BRIEF: Reproduce only the top of the records, down to and including the line containing "for origin in".

Start of Block

#![deny(missing_docs)]
//! Shipyard server executable.
//!
//! Hosts the `/rest/ships` catalog endpoints over PostgreSQL or in-memory storage.

mod config;
mod db;
mod models;
mod openapi;
mod routes;
mod schema;
mod store;

#[cfg(not(test))]
use actix_cors::Cors;
#[cfg(not(test))]
use actix_web::{App, HttpServer, http::header, web};
#[cfg(not(test))]
use dotenvy::dotenv;
#[cfg(not(test))]
use std::sync::Arc;

#[cfg(not(test))]
use crate::config::{ServerConfig, StorageBackend};
#[cfg(not(test))]
use crate::db::init_pool;
#[cfg(not(test))]
use crate::routes::{AppState, configure};
#[cfg(not(test))]
use crate::store::DieselShipStore;

#[cfg(not(test))]
fn main() -> std::io::Result<()> {
    dotenv().ok();
    env_logger::Builder::from_env(env_logger::Env::default().default_filter_or("info")).init();

    let config = ServerConfig::from_env()
        .map_err(|err| std::io::Error::new(std::io::ErrorKind::InvalidInput, err))?;

    let state = match (config.storage, config.database_url.as_deref()) {
        (StorageBackend::Postgres, Some(database_url)) => {
            let pool = init_pool(database_url)
                .map_err(|err| std::io::Error::new(std::io::ErrorKind::Other, err.to_string()))?;
            log::info!("storing ships in PostgreSQL");
            AppState::new(Arc::new(DieselShipStore::new(pool)))
        }
        (StorageBackend::Postgres, None) => {
            return Err(std::io::Error::new(
                std::io::ErrorKind::InvalidInput,
                "DATABASE_URL must be set to a PostgreSQL connection string",
            ));
        }
        (StorageBackend::Memory, _) => {
            log::info!("storing ships in memory");
            AppState::in_memory()
        }
    };
    let state = web::Data::new(state);

    let ServerConfig {
        host,
        port,
        allowed_origins,
        ..
    } = config;
    log::info!("listening on {host}:{port}");

    actix_web::rt::System::new().block_on(async move {
        HttpServer::new(move || {
            let mut cors = Cors::default()
                .allowed_methods(vec!["GET", "POST", "DELETE", "OPTIONS"])
                .allowed_headers(vec![header::CONTENT_TYPE])
                .max_age(3600);
            for origin in &allowed_origins {
                cors = cors.allowed_origin(origin);
            }
            App::new()
                .wrap(actix_web::middleware::Logger::default())
                .wrap(cors)
                .app_data(state.clone())
                .configure(configure)
        })
        .bind((host, port))?
        .run()
        .await
    })
}

#[cfg(test)]
fn main() {}
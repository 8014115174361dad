//! End-to-end catalog behaviour against the in-memory store.

use std::collections::HashMap;

use chrono::{Datelike, TimeZone, Utc};
use shipyard_core::{
    InMemoryShipStore, ShipDraft, ShipPatch, ShipService, ShipType, ShipyardError, rating,
};

fn params(pairs: &[(&str, &str)]) -> HashMap<String, String> {
    pairs
        .iter()
        .map(|(key, value)| (key.to_string(), value.to_string()))
        .collect()
}

fn draft(index: i32) -> ShipDraft {
    let ship_type = match index % 3 {
        0 => ShipType::Transport,
        1 => ShipType::Military,
        _ => ShipType::Merchant,
    };
    ShipDraft {
        name: Some(format!("Ship {index}")),
        planet: Some(if index % 2 == 0 { "Earth" } else { "Mars" }.to_string()),
        ship_type: Some(ship_type),
        prod_date: Some(Utc.with_ymd_and_hms(2900 + index, 5, 1, 0, 0, 0).unwrap()),
        is_used: Some(index % 2 == 1),
        speed: Some(0.1 * f64::from(index % 9 + 1)),
        crew_size: Some(10 * (index + 1)),
    }
}

fn seeded(count: i32) -> ShipService<InMemoryShipStore> {
    let service = ShipService::new(InMemoryShipStore::new());
    for index in 0..count {
        service.create(draft(index)).expect("create");
    }
    service
}

#[test]
fn created_rating_matches_formula() {
    let service = seeded(0);
    for index in 0..6 {
        let ship = service.create(draft(index)).expect("create");
        let expected = rating(ship.speed, ship.is_used, ship.prod_date.year());
        assert_eq!(ship.rating, expected);
    }
}

#[test]
fn client_rating_is_overwritten() {
    let service = seeded(0);
    let candidate: ShipDraft = serde_json::from_str(
        r#"{"name":"Hawk","planet":"Earth","shipType":"MILITARY",
            "prodDate":29000000000000,"speed":0.5,"crewSize":100,"rating":999}"#,
    )
    .expect("candidate");

    let ship = service.create(candidate).expect("create");

    assert_ne!(ship.rating, 999.0);
    assert!(!ship.is_used);
}

#[test]
fn second_page_of_three_starts_at_offset_three() {
    let service = seeded(10);

    let ids: Vec<i64> = service
        .list(&params(&[("pageNumber", "1"), ("pageSize", "3")]))
        .expect("list")
        .into_iter()
        .map(|ship| ship.id)
        .collect();

    assert_eq!(ids, vec![4, 5, 6]);
}

#[test]
fn default_listing_is_first_three_by_id() {
    let service = seeded(10);

    let ids: Vec<i64> = service
        .list(&HashMap::new())
        .expect("list")
        .into_iter()
        .map(|ship| ship.id)
        .collect();

    assert_eq!(ids, vec![1, 2, 3]);
}

#[test]
fn count_matches_unbounded_listing() {
    let service = seeded(20);
    let filters: Vec<Vec<(&str, &str)>> = vec![
        vec![],
        vec![("planet", "Ear")],
        vec![("shipType", "MERCHANT"), ("isUsed", "false")],
        vec![("minSpeed", "0.3"), ("maxSpeed", "0.7")],
        vec![("minCrewSize", "50"), ("maxCrewSize", "150"), ("name", "1")],
        vec![("after", "29000000000000"), ("before", "29500000000000")],
        vec![("minRating", "0.3"), ("maxRating", "2")],
        vec![("name", "nothing matches this")],
    ];

    for filter in filters {
        let count = service.count(&params(&filter)).expect("count");
        let mut unbounded = filter.clone();
        unbounded.push(("pageSize", "4294967295"));
        unbounded.push(("order", "SPEED"));
        let listed = service.list(&params(&unbounded)).expect("list");
        assert_eq!(count, listed.len() as i64, "filter {filter:?}");
    }
}

#[test]
fn get_by_id_distinguishes_invalid_and_missing() {
    let service = seeded(2);

    assert!(matches!(service.get(0), Err(ShipyardError::InvalidArgument(_))));
    assert!(matches!(service.get(-5), Err(ShipyardError::InvalidArgument(_))));
    assert!(matches!(service.get(77), Err(ShipyardError::NotFound(_))));
    assert_eq!(service.get(2).expect("get").name, "Ship 1");
}

#[test]
fn speed_only_patch_changes_speed_and_rating() {
    let service = seeded(3);
    let before = service.get(2).expect("get");

    let after = service
        .update(
            2,
            ShipPatch {
                speed: Some(0.95),
                ..ShipPatch::default()
            },
        )
        .expect("update");

    assert_eq!(after.speed, 0.95);
    assert_ne!(after.rating, before.rating);
    assert_eq!(after.name, before.name);
    assert_eq!(after.planet, before.planet);
    assert_eq!(after.ship_type, before.ship_type);
    assert_eq!(after.prod_date, before.prod_date);
    assert_eq!(after.crew_size, before.crew_size);
    assert_eq!(after.is_used, before.is_used);
    assert_eq!(service.get(2).expect("get"), after);
}

#[test]
fn rejected_update_leaves_ship_unchanged() {
    let service = seeded(1);
    let before = service.get(1).expect("get");

    let result = service.update(
        1,
        ShipPatch {
            name: Some("renamed".to_string()),
            crew_size: Some(10000),
            ..ShipPatch::default()
        },
    );

    assert!(matches!(result, Err(ShipyardError::InvalidArgument(_))));
    assert_eq!(service.get(1).expect("get"), before);
}

#[test]
fn deleted_ship_is_not_found() {
    let service = seeded(2);

    service.delete(1).expect("delete");

    assert!(matches!(service.get(1), Err(ShipyardError::NotFound(_))));
    assert!(matches!(service.delete(1), Err(ShipyardError::NotFound(_))));
    assert_eq!(service.count(&HashMap::new()).expect("count"), 1);
}
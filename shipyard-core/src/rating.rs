//! Rating derivation and decimal rounding.

use std::str::FromStr;

use rust_decimal::prelude::ToPrimitive;
use rust_decimal::{Decimal, RoundingStrategy};

/// Last production year a ship can have; ratings are measured against it.
pub const CURRENT_YEAR: i32 = 3019;

/// Round `value` to `scale` decimal places using round-half-to-even.
///
/// The value goes through its shortest decimal representation first, so
/// `0.125` rounds to `0.12` rather than whatever the nearest binary fraction
/// would suggest. Returns `None` for non-finite values or values too large
/// for a decimal.
pub fn round_half_even(value: f64, scale: u32) -> Option<f64> {
    if !value.is_finite() {
        return None;
    }
    Decimal::from_str(&value.to_string())
        .ok()?
        .round_dp_with_strategy(scale, RoundingStrategy::MidpointNearestEven)
        .to_f64()
}

/// Derive a ship rating from its speed, used flag, and production year.
///
/// Inputs are expected to have passed validation, so `prod_year` never
/// exceeds [`CURRENT_YEAR`].
pub fn rating(speed: f64, is_used: bool, prod_year: i32) -> f64 {
    let wear = if is_used { 0.5 } else { 1.0 };
    let age = f64::from(CURRENT_YEAR - prod_year + 1);
    let raw = (80.0 * speed * wear) / age;
    round_half_even(raw, 2).unwrap_or(raw)
}

#[cfg(test)]
mod tests {
    use super::{rating, round_half_even};

    #[test]
    fn rounds_midpoints_to_even_neighbour() {
        assert_eq!(round_half_even(0.125, 2), Some(0.12));
        assert_eq!(round_half_even(0.135, 2), Some(0.14));
        assert_eq!(round_half_even(0.005, 2), Some(0.0));
        assert_eq!(round_half_even(0.015, 2), Some(0.02));
        assert_eq!(round_half_even(0.995, 2), Some(1.0));
    }

    #[test]
    fn rounds_non_midpoints_normally() {
        assert_eq!(round_half_even(0.126, 2), Some(0.13));
        assert_eq!(round_half_even(0.0051, 2), Some(0.01));
        assert_eq!(round_half_even(0.5, 2), Some(0.5));
    }

    #[test]
    fn rejects_non_finite_values() {
        assert_eq!(round_half_even(f64::NAN, 2), None);
        assert_eq!(round_half_even(f64::INFINITY, 2), None);
    }

    #[test]
    fn new_ship_rating_uses_full_speed() {
        // 80 * 0.5 / 120
        assert_eq!(rating(0.5, false, 2900), 0.33);
    }

    #[test]
    fn used_ship_rating_is_halved() {
        assert_eq!(rating(0.8, true, 3019), 32.0);
        assert_eq!(rating(0.8, false, 3019), 64.0);
    }

    #[test]
    fn older_ships_rate_lower() {
        assert!(rating(0.5, false, 2800) < rating(0.5, false, 3000));
        // 80 * 0.99 / 220
        assert_eq!(rating(0.99, false, 2800), 0.36);
    }
}
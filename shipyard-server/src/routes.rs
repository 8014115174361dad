//! HTTP handlers for Shipyard server.

use std::collections::HashMap;
use std::sync::Arc;

use actix_web::error::BlockingError;
use actix_web::{HttpResponse, Responder, delete, get, post, web};
use serde::{Deserialize, Serialize};
use shipyard_core::{
    InMemoryShipStore, Ship, ShipDraft, ShipPatch, ShipService, ShipStore, ShipyardError,
    parse_ship_id,
};
use utoipa::{OpenApi, ToSchema};

use crate::openapi::ApiDoc;

/// Ship store shared across worker threads.
pub type SharedShipStore = Arc<dyn ShipStore + Send + Sync>;

#[derive(Clone)]
/// Shared application state for handlers.
pub struct AppState {
    /// Ship catalog operations.
    pub ships: Arc<ShipService<SharedShipStore>>,
}

impl AppState {
    /// Build state around any ship store.
    pub fn new(store: SharedShipStore) -> Self {
        Self {
            ships: Arc::new(ShipService::new(store)),
        }
    }

    /// Build state backed by a fresh in-memory store.
    pub fn in_memory() -> Self {
        Self::new(Arc::new(InMemoryShipStore::new()))
    }
}

/// Error response payload.
#[derive(Debug, Serialize, Deserialize, ToSchema)]
pub struct ErrorResponse {
    /// Error message.
    pub message: String,
}

fn error_response(err: &ShipyardError) -> HttpResponse {
    let body = ErrorResponse {
        message: err.to_string(),
    };
    match err {
        ShipyardError::InvalidArgument(_) | ShipyardError::MissingField(_) => {
            HttpResponse::BadRequest().json(body)
        }
        ShipyardError::NotFound(_) => HttpResponse::NotFound().json(body),
        ShipyardError::Storage(_) => {
            log::warn!("ship request failed: {err}");
            HttpResponse::InternalServerError().json(body)
        }
    }
}

fn respond<T>(
    result: Result<shipyard_core::Result<T>, BlockingError>,
    ok: impl FnOnce(T) -> HttpResponse,
) -> HttpResponse {
    match result {
        Ok(Ok(value)) => ok(value),
        Ok(Err(err)) => error_response(&err),
        Err(err) => HttpResponse::InternalServerError().json(ErrorResponse {
            message: format!("ship task failed: {err}"),
        }),
    }
}

/// Register ship routes; `count` must precede `{id}` so it is not read as an id.
pub fn configure(cfg: &mut web::ServiceConfig) {
    cfg.service(count_ships)
        .service(list_ships)
        .service(create_ship)
        .service(get_ship)
        .service(update_ship)
        .service(delete_ship)
        .service(openapi_json);
}

#[utoipa::path(
    get,
    path = "/rest/ships",
    params(
        ("name" = Option<String>, Query, description = "Name substring"),
        ("planet" = Option<String>, Query, description = "Planet substring"),
        ("shipType" = Option<String>, Query, description = "TRANSPORT, MILITARY, or MERCHANT"),
        ("after" = Option<i64>, Query, description = "Earliest production date (epoch ms, inclusive)"),
        ("before" = Option<i64>, Query, description = "Production date bound (epoch ms, exclusive)"),
        ("isUsed" = Option<bool>, Query, description = "Used flag"),
        ("minSpeed" = Option<f64>, Query, description = "Minimum speed"),
        ("maxSpeed" = Option<f64>, Query, description = "Maximum speed"),
        ("minCrewSize" = Option<i32>, Query, description = "Minimum crew size"),
        ("maxCrewSize" = Option<i32>, Query, description = "Maximum crew size"),
        ("minRating" = Option<f64>, Query, description = "Minimum rating"),
        ("maxRating" = Option<f64>, Query, description = "Maximum rating"),
        ("order" = Option<String>, Query, description = "ID, NAME, PLANET, DATE, SPEED, CREW_SIZE, or RATING"),
        ("pageNumber" = Option<u32>, Query, description = "Zero-based page index (default 0)"),
        ("pageSize" = Option<u32>, Query, description = "Ships per page (default 3)")
    ),
    responses(
        (status = 200, description = "Ships on the requested page", body = [Ship]),
        (status = 400, description = "Unparseable filter", body = ErrorResponse)
    ),
    tag = "ships"
)]
#[get("/rest/ships")]
/// List one page of ships matching the filters.
pub async fn list_ships(
    state: web::Data<AppState>,
    query: web::Query<HashMap<String, String>>,
) -> impl Responder {
    let params = query.into_inner();
    let ships = state.ships.clone();
    let result = web::block(move || ships.list(&params)).await;
    respond(result, |ships| HttpResponse::Ok().json(ships))
}

#[utoipa::path(
    get,
    path = "/rest/ships/count",
    responses(
        (status = 200, description = "Number of matching ships", body = i64),
        (status = 400, description = "Unparseable filter", body = ErrorResponse)
    ),
    tag = "ships"
)]
#[get("/rest/ships/count")]
/// Count ships matching the filters; paging and ordering are ignored.
pub async fn count_ships(
    state: web::Data<AppState>,
    query: web::Query<HashMap<String, String>>,
) -> impl Responder {
    let params = query.into_inner();
    let ships = state.ships.clone();
    let result = web::block(move || ships.count(&params)).await;
    respond(result, |count| HttpResponse::Ok().json(count))
}

#[utoipa::path(
    post,
    path = "/rest/ships",
    request_body = ShipDraft,
    responses(
        (status = 200, description = "Created ship", body = Ship),
        (status = 400, description = "Invalid ship", body = ErrorResponse)
    ),
    tag = "ships"
)]
#[post("/rest/ships")]
/// Create a ship.
pub async fn create_ship(
    state: web::Data<AppState>,
    payload: web::Json<ShipDraft>,
) -> impl Responder {
    let draft = payload.into_inner();
    let ships = state.ships.clone();
    let result = web::block(move || ships.create(draft)).await;
    respond(result, |ship| HttpResponse::Ok().json(ship))
}

#[utoipa::path(
    get,
    path = "/rest/ships/{id}",
    params(
        ("id" = i64, Path, description = "Ship identifier")
    ),
    responses(
        (status = 200, description = "Stored ship", body = Ship),
        (status = 400, description = "Invalid id", body = ErrorResponse),
        (status = 404, description = "No such ship", body = ErrorResponse)
    ),
    tag = "ships"
)]
#[get("/rest/ships/{id}")]
/// Fetch a ship by id.
pub async fn get_ship(state: web::Data<AppState>, path: web::Path<String>) -> impl Responder {
    let id = match parse_ship_id(&path.into_inner()) {
        Ok(id) => id,
        Err(err) => return error_response(&err),
    };
    let ships = state.ships.clone();
    let result = web::block(move || ships.get(id)).await;
    respond(result, |ship| HttpResponse::Ok().json(ship))
}

#[utoipa::path(
    post,
    path = "/rest/ships/{id}",
    params(
        ("id" = i64, Path, description = "Ship identifier")
    ),
    request_body = ShipPatch,
    responses(
        (status = 200, description = "Updated ship", body = Ship),
        (status = 400, description = "Invalid id or ship", body = ErrorResponse),
        (status = 404, description = "No such ship", body = ErrorResponse)
    ),
    tag = "ships"
)]
#[post("/rest/ships/{id}")]
/// Update the provided fields of a ship.
pub async fn update_ship(
    state: web::Data<AppState>,
    path: web::Path<String>,
    payload: web::Json<ShipPatch>,
) -> impl Responder {
    let id = match parse_ship_id(&path.into_inner()) {
        Ok(id) => id,
        Err(err) => return error_response(&err),
    };
    let patch = payload.into_inner();
    let ships = state.ships.clone();
    let result = web::block(move || ships.update(id, patch)).await;
    respond(result, |ship| HttpResponse::Ok().json(ship))
}

#[utoipa::path(
    delete,
    path = "/rest/ships/{id}",
    params(
        ("id" = i64, Path, description = "Ship identifier")
    ),
    responses(
        (status = 200, description = "Ship deleted"),
        (status = 400, description = "Invalid id", body = ErrorResponse),
        (status = 404, description = "No such ship", body = ErrorResponse)
    ),
    tag = "ships"
)]
#[delete("/rest/ships/{id}")]
/// Delete a ship.
pub async fn delete_ship(state: web::Data<AppState>, path: web::Path<String>) -> impl Responder {
    let id = match parse_ship_id(&path.into_inner()) {
        Ok(id) => id,
        Err(err) => return error_response(&err),
    };
    let ships = state.ships.clone();
    let result = web::block(move || ships.delete(id)).await;
    respond(result, |()| HttpResponse::Ok().finish())
}

#[utoipa::path(
    get,
    path = "/rest/openapi.json",
    responses(
        (status = 200, description = "OpenAPI document", body = serde_json::Value)
    ),
    tag = "system"
)]
#[get("/rest/openapi.json")]
/// Serve the OpenAPI document.
pub async fn openapi_json() -> impl Responder {
    HttpResponse::Ok().json(ApiDoc::openapi())
}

End of Block

SOLUTION TO THE EXERCISE:
#![deny(missing_docs)]
//! Shipyard server executable.
//!
//! Hosts the `/rest/ships` catalog endpoints over PostgreSQL or in-memory storage.

mod config;
mod db;
mod models;
mod openapi;
mod routes;
mod schema;
mod store;

#[cfg(not(test))]
use actix_cors::Cors;
#[cfg(not(test))]
use actix_web::{App, HttpServer, http::header, web};
#[cfg(not(test))]
use dotenvy::dotenv;
#[cfg(not(test))]
use std::sync::Arc;

#[cfg(not(test))]
use crate::config::{ServerConfig, StorageBackend};
#[cfg(not(test))]
use crate::db::init_pool;
#[cfg(not(test))]
use crate::routes::{AppState, configure};
#[cfg(not(test))]
use crate::store::DieselShipStore;

#[cfg(not(test))]
fn main() -> std::io::Result<()> {
    dotenv().ok();
    env_logger::Builder::from_env(env_logger::Env::default().default_filter_or("info")).init();

    let config = ServerConfig::from_env()
        .map_err(|err| std::io::Error::new(std::io::ErrorKind::InvalidInput, err))?;

    let state = match (config.storage, config.database_url.as_deref()) {
        (StorageBackend::Postgres, Some(database_url)) => {
            let pool = init_pool(database_url)
                .map_err(|err| std::io::Error::new(std::io::ErrorKind::Other, err.to_string()))?;
            log::info!("storing ships in PostgreSQL");
            AppState::new(Arc::new(DieselShipStore::new(pool)))
        }
        (StorageBackend::Postgres, None) => {
            return Err(std::io::Error::new(
                std::io::ErrorKind::InvalidInput,
                "DATABASE_URL must be set to a PostgreSQL connection string",
            ));
        }
        (StorageBackend::Memory, _) => {
            log::info!("storing ships in memory");
            AppState::in_memory()
        }
    };
    let state = web::Data::new(state);

    let ServerConfig {
        host,
        port,
        allowed_origins,
        ..
    } = config;
    log::info!("listening on {host}:{port}");

    actix_web::rt::System::new().block_on(async move {
        HttpServer::new(move || {
            let mut cors = Cors::default()
                .allowed_methods(vec!["GET", "POST", "DELETE", "OPTIONS"])
                .allowed_headers(vec![header::CONTENT_TYPE])
                .max_age(3600);
            for origin in &allowed_origins {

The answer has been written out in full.